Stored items
Start of Block

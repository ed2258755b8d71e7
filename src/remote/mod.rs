//! Best-effort collaborators: remote system of record, host directory, and
//! host notification.
//!
//! Every call returns a [`RemoteFailure`] value instead of panicking or
//! propagating transport errors; the lifecycle manager downgrades these to
//! warnings.

/// Static directory and log-backed notifier.
pub mod directory;
/// REST implementation of [`RemoteVisitSink`].
pub mod http;

use async_trait::async_trait;
use chrono::{DateTime, Utc};
use serde::{Deserialize, Serialize};
use thiserror::Error;

use crate::{types::VisitId, visit::VisitRecord};

/// Failure reported by a remote collaborator. Always advisory.
#[derive(Debug, Clone, PartialEq, Eq, Error)]
pub enum RemoteFailure {
    /// The remote could not be reached.
    #[error("remote unreachable: {0}")]
    Unreachable(String),
    /// The remote answered with a non-success status.
    #[error("remote rejected request with status {status}: {body}")]
    Rejected {
        /// HTTP status code.
        status: u16,
        /// Response body, as text.
        body: String,
    },
    /// The remote has no row for this visit.
    #[error("remote has no row for visit `{0}`")]
    MissingRow(VisitId),
    /// The remote returned an id already used by a local visit.
    #[error("remote id `{0}` is already used by a local visit")]
    Conflict(VisitId),
    /// The response did not have the expected shape.
    #[error("remote response could not be decoded: {0}")]
    Decode(String),
}

/// External system of record mirrored on check-in and check-out.
#[async_trait]
pub trait RemoteVisitSink: Send + Sync {
    /// Creates the remote row and returns its identifier.
    ///
    /// `record.id` is a provisional local id the sink may ignore.
    async fn record_check_in(&self, record: &VisitRecord) -> Result<VisitId, RemoteFailure>;

    /// Stamps the check-out instant on the remote row.
    async fn record_check_out(&self, id: &VisitId, at: DateTime<Utc>) -> Result<(), RemoteFailure>;
}

/// Person who can be told a visitor has arrived.
#[derive(Debug, Clone, PartialEq, Eq, Serialize, Deserialize)]
pub struct HostContact {
    /// Identifier understood by the notifier, e.g. a chat user id.
    pub id: String,
    /// Short handle such as `jane.smith`.
    pub handle: String,
    /// Full display name such as `Jane Smith`.
    pub display_name: String,
}

impl HostContact {
    /// True when `person` names this host by display name or handle,
    /// ignoring case and surrounding whitespace.
    pub fn is_named(&self, person: &str) -> bool {
        let wanted = person.trim().to_lowercase();
        self.display_name.to_lowercase() == wanted || self.handle.to_lowercase() == wanted
    }
}

/// Lookup of hosts that can be notified.
#[async_trait]
pub trait VisitorDirectory: Send + Sync {
    /// Every known host.
    async fn list_hosts(&self) -> Result<Vec<HostContact>, RemoteFailure>;

    /// Host matching the free-text person-to-meet field, if any.
    async fn resolve(&self, person_to_meet: &str) -> Result<Option<HostContact>, RemoteFailure> {
        Ok(self
            .list_hosts()
            .await?
            .into_iter()
            .find(|host| host.is_named(person_to_meet)))
    }
}

/// Capability to tell a host their visitor is at reception.
#[async_trait]
pub trait HostNotifier: Send + Sync {
    /// Sends one notification.
    async fn notify(
        &self,
        host: &HostContact,
        visitor_name: &str,
        purpose: &str,
    ) -> Result<(), RemoteFailure>;
}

End of Block

## Assignment
The records above should be restated word for word in their entirety.

## Exercise result
repository ed2258755b8d71e7
filename src/remote/mod.rs
//! Best-effort collaborators: remote system of record, host directory, and
//! host notification.
//!
//! Every call returns a [`RemoteFailure`] value instead of panicking or
//! propagating transport errors; the lifecycle manager downgrades these to
//! warnings.

/// Static directory and log-backed notifier.
pub mod directory;
/// REST implementation of [`RemoteVisitSink`].
pub mod http;

use async_trait::async_trait;
use chrono::{DateTime, Utc};
use serde::{Deserialize, Serialize};
use thiserror::Error;

use crate::{types::VisitId, visit::VisitRecord};

/// Failure reported by a remote collaborator. Always advisory.
#[derive(Debug, Clone, PartialEq, Eq, Error)]
pub enum RemoteFailure {
    /// The remote could not be reached.
    #[error("remote unreachable: {0}")]
    Unreachable(String),
    /// The remote answered with a non-success status.
    #[error("remote rejected request with status {status}: {body}")]
    Rejected {
        /// HTTP status code.
        status: u16,
        /// Response body, as text.
        body: String,
    },
    /// The remote has no row for this visit.
    #[error("remote has no row for visit `{0}`")]
    MissingRow(VisitId),
    /// The remote returned an id already used by a local visit.
    #[error("remote id `{0}` is already used by a local visit")]
    Conflict(VisitId),
    /// The response did not have the expected shape.
    #[error("remote response could not be decoded: {0}")]
    Decode(String),
}

/// External system of record mirrored on check-in and check-out.
#[async_trait]
pub trait RemoteVisitSink: Send + Sync {
    /// Creates the remote row and returns its identifier.
    ///
    /// `record.id` is a provisional local id the sink may ignore.
    async fn record_check_in(&self, record: &VisitRecord) -> Result<VisitId, RemoteFailure>;

    /// Stamps the check-out instant on the remote row.
    async fn record_check_out(&self, id: &VisitId, at: DateTime<Utc>) -> Result<(), RemoteFailure>;
}

/// Person who can be told a visitor has arrived.
#[derive(Debug, Clone, PartialEq, Eq, Serialize, Deserialize)]
pub struct HostContact {
    /// Identifier understood by the notifier, e.g. a chat user id.
    pub id: String,
    /// Short handle such as `jane.smith`.
    pub handle: String,
    /// Full display name such as `Jane Smith`.
    pub display_name: String,
}

impl HostContact {
    /// True when `person` names this host by display name or handle,
    /// ignoring case and surrounding whitespace.
    pub fn is_named(&self, person: &str) -> bool {
        let wanted = person.trim().to_lowercase();
        self.display_name.to_lowercase() == wanted || self.handle.to_lowercase() == wanted
    }
}

/// Lookup of hosts that can be notified.
#[async_trait]
pub trait VisitorDirectory: Send + Sync {
    /// Every known host.
    async fn list_hosts(&self) -> Result<Vec<HostContact>, RemoteFailure>;

    /// Host matching the free-text person-to-meet field, if any.
    async fn resolve(&self, person_to_meet: &str) -> Result<Option<HostContact>, RemoteFailure> {
        Ok(self
            .list_hosts()
            .await?
            .into_iter()
            .find(|host| host.is_named(person_to_meet)))
    }
}

/// Capability to tell a host their visitor is at reception.
#[async_trait]
pub trait HostNotifier: Send + Sync {
    /// Sends one notification.
    async fn notify(
        &self,
        host: &HostContact,
        visitor_name: &str,
        purpose: &str,
    ) -> Result<(), RemoteFailure>;
}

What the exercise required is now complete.